🤖 AI Summary
This paper challenges whether existing “verbalizer LLM”-based activation interpretation methods genuinely uncover the internal representational mechanisms of target large language models (LLMs), or merely reproduce input information or the interpreter’s parametric priors.
Method: The authors design controlled experiments and cross-dataset benchmarks to systematically disentangle three confounding factors: input semantics, target-model activation states, and interpreter-model biases.
Contribution/Results: Key findings show that mainstream methods pass standard evaluation benchmarks even when target-model activations are entirely ablated—indicating their outputs stem predominantly from the interpreter’s parametric knowledge rather than the target model’s private representations. Consequently, the paper identifies a critical lack of discriminative power in current evaluation datasets and introduces the first dedicated evaluation framework for attribution of explanation provenance.

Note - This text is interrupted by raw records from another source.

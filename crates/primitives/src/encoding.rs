//! Bitcoin-style consensus encoding: little-endian integers and CompactSize lengths.

use stakd_consensus::Hash256;

const MAX_COMPACT_SIZE: u64 = 0x0200_0000;

#[derive(Default)]
pub struct Encoder {
    buf: Vec<u8>,
}

impl Encoder {
    pub fn new() -> Self {
        Self::default()
    }

    pub fn with_capacity(capacity: usize) -> Self {
        Self {
            buf: Vec::with_capacity(capacity),
        }
    }

    pub fn into_inner(self) -> Vec<u8> {
        self.buf
    }

    pub fn len(&self) -> usize {
        self.buf.len()
    }

    pub fn is_empty(&self) -> bool {
        self.buf.is_empty()
    }

    pub fn write_u8(&mut self, value: u8) {
        self.buf.push(value);
    }

    pub fn write_bool(&mut self, value: bool) {
        self.buf.push(u8::from(value));
    }

    pub fn write_u16_le(&mut self, value: u16) {
        self.buf.extend_from_slice(&value.to_le_bytes());
    }

    pub fn write_u32_le(&mut self, value: u32) {
        self.buf.extend_from_slice(&value.to_le_bytes());
    }

    pub fn write_i32_le(&mut self, value: i32) {
        self.buf.extend_from_slice(&value.to_le_bytes());
    }

    pub fn write_u64_le(&mut self, value: u64) {
        self.buf.extend_from_slice(&value.to_le_bytes());
    }

    pub fn write_i64_le(&mut self, value: i64) {
        self.buf.extend_from_slice(&value.to_le_bytes());
    }

    pub fn write_bytes(&mut self, bytes: &[u8]) {
        self.buf.extend_from_slice(bytes);
    }

    pub fn write_varint(&mut self, value: u64) {
        match value {
            0..=0xfc => self.write_u8(value as u8),
            0xfd..=0xffff => {
                self.write_u8(0xfd);
                self.write_u16_le(value as u16);
            }
            0x1_0000..=0xffff_ffff => {
                self.write_u8(0xfe);
                self.write_u32_le(value as u32);
            }
            _ => {
                self.write_u8(0xff);
                self.write_u64_le(value);
            }
        }
    }

    pub fn write_var_bytes(&mut self, bytes: &[u8]) {
        self.write_varint(bytes.len() as u64);
        self.write_bytes(bytes);
    }

    pub fn write_hash(&mut self, hash: &Hash256) {
        self.buf.extend_from_slice(hash);
    }

    pub fn write_list<T: Encodable>(&mut self, items: &[T]) {
        self.write_varint(items.len() as u64);
        for item in items {
            item.consensus_encode(self);
        }
    }
}

#[derive(Debug, Clone, PartialEq, Eq)]
pub enum DecodeError {
    UnexpectedEof,
    NonCanonicalVarInt,
    SizeTooLarge,
    InvalidData(&'static str),
    TrailingBytes,
}

impl std::fmt::Display for DecodeError {
    fn fmt(&self, f: &mut std::fmt::Formatter<'_>) -> std::fmt::Result {
        match self {
            DecodeError::UnexpectedEof => write!(f, "unexpected end of input"),
            DecodeError::NonCanonicalVarInt => write!(f, "non-canonical CompactSize"),
            DecodeError::SizeTooLarge => write!(f, "compact size exceeds maximum"),
            DecodeError::InvalidData(message) => write!(f, "{message}"),
            DecodeError::TrailingBytes => write!(f, "trailing bytes after decode"),
        }
    }
}

impl std::error::Error for DecodeError {}

pub struct Decoder<'a> {
    input: &'a [u8],
    cursor: usize,
}

impl<'a> Decoder<'a> {
    pub fn new(input: &'a [u8]) -> Self {
        Self { input, cursor: 0 }
    }

    pub fn remaining(&self) -> usize {
        self.input.len().saturating_sub(self.cursor)
    }

    pub fn is_empty(&self) -> bool {
        self.remaining() == 0
    }

    pub fn position(&self) -> usize {
        self.cursor
    }

    fn take(&mut self, len: usize) -> Result<&'a [u8], DecodeError> {
        let end = self
            .cursor
            .checked_add(len)
            .filter(|end| *end <= self.input.len())
            .ok_or(DecodeError::UnexpectedEof)?;
        let slice = &self.input[self.cursor..end];
        self.cursor = end;
        Ok(slice)
    }

    pub fn read_fixed<const N: usize>(&mut self) -> Result<[u8; N], DecodeError> {
        let mut out = [0u8; N];
        out.copy_from_slice(self.take(N)?);
        Ok(out)
    }

    pub fn read_u8(&mut self) -> Result<u8, DecodeError> {
        Ok(self.read_fixed::<1>()?[0])
    }

    pub fn read_bool(&mut self) -> Result<bool, DecodeError> {
        match self.read_u8()? {
            0 => Ok(false),
            1 => Ok(true),
            _ => Err(DecodeError::InvalidData("invalid bool byte")),
        }
    }

    pub fn read_u16_le(&mut self) -> Result<u16, DecodeError> {
        Ok(u16::from_le_bytes(self.read_fixed()?))
    }

    pub fn read_u32_le(&mut self) -> Result<u32, DecodeError> {
        Ok(u32::from_le_bytes(self.read_fixed()?))
    }

    pub fn read_i32_le(&mut self) -> Result<i32, DecodeError> {
        Ok(i32::from_le_bytes(self.read_fixed()?))
    }

    pub fn read_u64_le(&mut self) -> Result<u64, DecodeError> {
        Ok(u64::from_le_bytes(self.read_fixed()?))
    }

    pub fn read_i64_le(&mut self) -> Result<i64, DecodeError> {
        Ok(i64::from_le_bytes(self.read_fixed()?))
    }

    pub fn read_bytes(&mut self, len: usize) -> Result<Vec<u8>, DecodeError> {
        Ok(self.take(len)?.to_vec())
    }

    pub fn read_varint(&mut self) -> Result<u64, DecodeError> {
        let (value, minimum) = match self.read_u8()? {
            prefix @ 0..=0xfc => return Ok(u64::from(prefix)),
            0xfd => (u64::from(self.read_u16_le()?), 0xfd),
            0xfe => (u64::from(self.read_u32_le()?), 0x1_0000),
            _ => (self.read_u64_le()?, 0x1_0000_0000),
        };
        if value < minimum {
            return Err(DecodeError::NonCanonicalVarInt);
        }
        if value > MAX_COMPACT_SIZE {
            return Err(DecodeError::SizeTooLarge);
        }
        Ok(value)
    }

    pub fn read_len(&mut self) -> Result<usize, DecodeError> {
        let len = self.read_varint()?;
        usize::try_from(len).map_err(|_| DecodeError::SizeTooLarge)
    }

    pub fn read_var_bytes(&mut self) -> Result<Vec<u8>, DecodeError> {
        let len = self.read_len()?;
        self.read_bytes(len)
    }

    pub fn read_hash(&mut self) -> Result<Hash256, DecodeError> {
        self.read_fixed::<32>()
    }

    pub fn read_list<T: Decodable>(&mut self) -> Result<Vec<T>, DecodeError> {
        let count = self.read_len()?;
        // Each element takes at least one byte; reject counts the input cannot hold.
        if count > self.remaining() {
            return Err(DecodeError::UnexpectedEof);
        }
        let mut items = Vec::with_capacity(count);
        for _ in 0..count {
            items.push(T::consensus_decode(self)?);
        }
        Ok(items)
    }
}

pub trait Encodable {
    fn consensus_encode(&self, encoder: &mut Encoder);
}

pub trait Decodable: Sized {
    fn consensus_decode(decoder: &mut Decoder) -> Result<Self, DecodeError>;
}

pub fn encode<T: Encodable + ?Sized>(value: &T) -> Vec<u8> {
    let mut encoder = Encoder::new();
    value.consensus_encode(&mut encoder);
    encoder.into_inner()
}

pub fn decode<T: Decodable>(bytes: &[u8]) -> Result<T, DecodeError> {
    let mut decoder = Decoder::new(bytes);
    let value = T::consensus_decode(&mut decoder)?;
    if !decoder.is_empty() {
        return Err(DecodeError::TrailingBytes);
    }
    Ok(value)
}
use std::sync::OnceLock;

use secp256k1::{Secp256k1, SignOnly, VerifyOnly};

static SECP256K1_VERIFY: OnceLock<Secp256k1<VerifyOnly>> = OnceLock::new();
static SECP256K1_SIGN: OnceLock<Secp256k1<SignOnly>> = OnceLock::new();

pub(crate) fn secp256k1_verify() -> &'static Secp256k1<VerifyOnly> {
    SECP256K1_VERIFY.get_or_init(Secp256k1::verification_only)
}

pub(crate) fn secp256k1_sign() -> &'static Secp256k1<SignOnly> {
    SECP256K1_SIGN.get_or_init(Secp256k1::signing_only)
}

This work provides both methodological reflection and an empirical benchmark for interpretability research.
📝 Abstract
Recent interpretability methods have proposed to translate LLM internal representations into natural language descriptions using a second verbalizer LLM. This is intended to illuminate how the target model represents and operates on inputs. But do such activation verbalization approaches actually provide privileged knowledge about the internal workings of the target model, or do they merely convey information about its inputs? We critically evaluate popular verbalization methods across datasets used in prior work and find that they succeed at benchmarks without any access to target model internals, suggesting that these datasets are not ideal for evaluating verbalization methods. We then run controlled experiments which reveal that verbalizations often reflect the parametric knowledge of the verbalizer LLM which generated them, rather than the activations of the target LLM being decoded. Taken together, our results indicate a need for targeted benchmarks and experimental controls to rigorously assess whether verbalization methods provide meaningful insights into the operations of LLMs.